____ DATASET EXCERPTS
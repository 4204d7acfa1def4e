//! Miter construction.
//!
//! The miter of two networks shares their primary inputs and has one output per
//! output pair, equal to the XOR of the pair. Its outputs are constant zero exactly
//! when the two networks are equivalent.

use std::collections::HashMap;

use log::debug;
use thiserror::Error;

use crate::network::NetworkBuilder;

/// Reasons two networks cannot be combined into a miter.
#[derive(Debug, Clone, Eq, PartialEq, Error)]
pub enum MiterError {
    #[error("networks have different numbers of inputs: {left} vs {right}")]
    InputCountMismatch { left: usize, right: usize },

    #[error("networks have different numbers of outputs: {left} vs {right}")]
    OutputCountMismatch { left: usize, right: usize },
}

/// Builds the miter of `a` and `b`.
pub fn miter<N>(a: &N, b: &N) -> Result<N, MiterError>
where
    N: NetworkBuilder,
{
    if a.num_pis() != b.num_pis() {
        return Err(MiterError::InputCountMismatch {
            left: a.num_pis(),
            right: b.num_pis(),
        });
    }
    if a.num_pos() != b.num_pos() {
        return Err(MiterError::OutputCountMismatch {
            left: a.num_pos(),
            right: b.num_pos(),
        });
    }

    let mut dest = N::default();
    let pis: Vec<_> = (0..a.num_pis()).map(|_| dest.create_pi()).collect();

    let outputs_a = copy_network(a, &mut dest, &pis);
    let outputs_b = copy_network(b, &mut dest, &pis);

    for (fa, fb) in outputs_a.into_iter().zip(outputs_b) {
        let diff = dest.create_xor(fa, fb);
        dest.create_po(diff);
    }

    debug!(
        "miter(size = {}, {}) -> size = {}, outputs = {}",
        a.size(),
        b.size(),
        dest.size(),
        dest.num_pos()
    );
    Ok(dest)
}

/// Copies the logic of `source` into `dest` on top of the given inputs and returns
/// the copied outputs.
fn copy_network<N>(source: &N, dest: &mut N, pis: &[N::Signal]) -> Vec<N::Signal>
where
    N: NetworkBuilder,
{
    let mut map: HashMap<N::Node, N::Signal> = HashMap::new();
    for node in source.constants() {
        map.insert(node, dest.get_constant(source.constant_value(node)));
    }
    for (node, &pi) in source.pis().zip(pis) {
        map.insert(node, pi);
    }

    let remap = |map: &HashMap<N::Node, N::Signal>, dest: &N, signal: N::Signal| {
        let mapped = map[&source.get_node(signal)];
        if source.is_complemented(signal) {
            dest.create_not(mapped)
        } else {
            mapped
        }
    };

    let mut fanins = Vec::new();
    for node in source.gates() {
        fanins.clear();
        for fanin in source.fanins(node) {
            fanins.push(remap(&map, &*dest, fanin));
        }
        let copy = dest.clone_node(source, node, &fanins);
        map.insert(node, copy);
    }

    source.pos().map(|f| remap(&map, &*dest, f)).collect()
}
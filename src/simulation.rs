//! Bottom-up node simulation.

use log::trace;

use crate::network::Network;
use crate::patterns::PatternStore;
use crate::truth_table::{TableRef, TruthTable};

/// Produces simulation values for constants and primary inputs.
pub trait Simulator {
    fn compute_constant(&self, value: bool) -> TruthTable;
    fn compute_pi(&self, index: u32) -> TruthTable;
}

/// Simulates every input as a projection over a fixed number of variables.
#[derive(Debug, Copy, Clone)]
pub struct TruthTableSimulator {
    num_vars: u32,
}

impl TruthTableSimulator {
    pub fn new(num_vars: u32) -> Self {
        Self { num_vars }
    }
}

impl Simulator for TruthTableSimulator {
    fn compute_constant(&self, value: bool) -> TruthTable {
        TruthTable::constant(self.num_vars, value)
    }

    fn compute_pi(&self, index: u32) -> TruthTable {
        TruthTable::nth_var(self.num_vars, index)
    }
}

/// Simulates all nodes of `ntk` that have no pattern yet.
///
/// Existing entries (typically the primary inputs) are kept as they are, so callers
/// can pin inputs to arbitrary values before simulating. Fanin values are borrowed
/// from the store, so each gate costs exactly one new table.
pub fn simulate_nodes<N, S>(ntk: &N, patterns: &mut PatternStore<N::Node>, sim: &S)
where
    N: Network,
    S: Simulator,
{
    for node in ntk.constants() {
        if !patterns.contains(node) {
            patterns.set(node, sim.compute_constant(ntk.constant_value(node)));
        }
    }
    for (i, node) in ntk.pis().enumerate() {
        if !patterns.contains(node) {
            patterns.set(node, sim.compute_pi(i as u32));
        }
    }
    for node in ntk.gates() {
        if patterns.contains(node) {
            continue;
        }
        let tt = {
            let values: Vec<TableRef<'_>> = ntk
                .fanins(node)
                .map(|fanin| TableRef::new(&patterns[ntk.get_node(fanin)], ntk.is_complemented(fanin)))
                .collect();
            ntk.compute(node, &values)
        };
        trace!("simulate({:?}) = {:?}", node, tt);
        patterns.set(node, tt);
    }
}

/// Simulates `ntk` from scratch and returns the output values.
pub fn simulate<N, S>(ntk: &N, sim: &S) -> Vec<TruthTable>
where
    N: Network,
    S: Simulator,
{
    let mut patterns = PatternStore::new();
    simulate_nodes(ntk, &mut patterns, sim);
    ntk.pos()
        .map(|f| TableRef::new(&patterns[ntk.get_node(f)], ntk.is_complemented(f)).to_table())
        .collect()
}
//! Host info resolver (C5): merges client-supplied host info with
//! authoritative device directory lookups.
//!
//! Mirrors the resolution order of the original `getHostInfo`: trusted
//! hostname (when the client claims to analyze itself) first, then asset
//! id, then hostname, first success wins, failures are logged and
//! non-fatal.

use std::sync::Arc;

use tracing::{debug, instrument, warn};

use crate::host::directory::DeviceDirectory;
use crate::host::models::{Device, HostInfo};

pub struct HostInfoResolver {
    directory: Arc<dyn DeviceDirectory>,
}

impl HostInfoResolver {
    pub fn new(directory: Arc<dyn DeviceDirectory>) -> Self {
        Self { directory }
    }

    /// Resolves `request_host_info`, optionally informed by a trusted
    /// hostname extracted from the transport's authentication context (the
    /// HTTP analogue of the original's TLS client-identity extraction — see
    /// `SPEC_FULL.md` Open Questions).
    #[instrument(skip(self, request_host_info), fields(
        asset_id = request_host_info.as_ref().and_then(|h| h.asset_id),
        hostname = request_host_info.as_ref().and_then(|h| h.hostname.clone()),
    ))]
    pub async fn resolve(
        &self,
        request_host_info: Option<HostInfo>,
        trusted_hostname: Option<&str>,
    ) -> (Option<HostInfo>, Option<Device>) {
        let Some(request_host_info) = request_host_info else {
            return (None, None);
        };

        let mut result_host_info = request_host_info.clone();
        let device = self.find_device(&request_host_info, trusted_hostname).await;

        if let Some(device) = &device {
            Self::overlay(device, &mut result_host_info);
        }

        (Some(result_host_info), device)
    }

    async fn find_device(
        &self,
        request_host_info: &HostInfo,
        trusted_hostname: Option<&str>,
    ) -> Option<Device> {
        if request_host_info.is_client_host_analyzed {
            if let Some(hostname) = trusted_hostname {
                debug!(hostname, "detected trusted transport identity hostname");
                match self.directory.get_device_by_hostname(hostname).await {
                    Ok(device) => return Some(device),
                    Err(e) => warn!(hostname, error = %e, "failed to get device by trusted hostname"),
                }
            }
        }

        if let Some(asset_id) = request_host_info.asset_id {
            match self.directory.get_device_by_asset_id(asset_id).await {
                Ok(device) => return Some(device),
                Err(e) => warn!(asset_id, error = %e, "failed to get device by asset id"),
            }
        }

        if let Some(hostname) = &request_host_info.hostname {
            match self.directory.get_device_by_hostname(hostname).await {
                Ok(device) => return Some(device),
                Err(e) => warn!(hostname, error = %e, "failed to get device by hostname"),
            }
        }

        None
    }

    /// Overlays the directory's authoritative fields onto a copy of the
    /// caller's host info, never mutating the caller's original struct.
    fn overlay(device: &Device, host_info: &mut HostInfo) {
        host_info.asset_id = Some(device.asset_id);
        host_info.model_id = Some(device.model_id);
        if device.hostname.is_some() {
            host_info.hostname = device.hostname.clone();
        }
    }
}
________
Look through the records and gather each line with the word "async".

SOLUTION FOR THIS EXERCISE:
    pub async fn resolve(
    async fn find_device(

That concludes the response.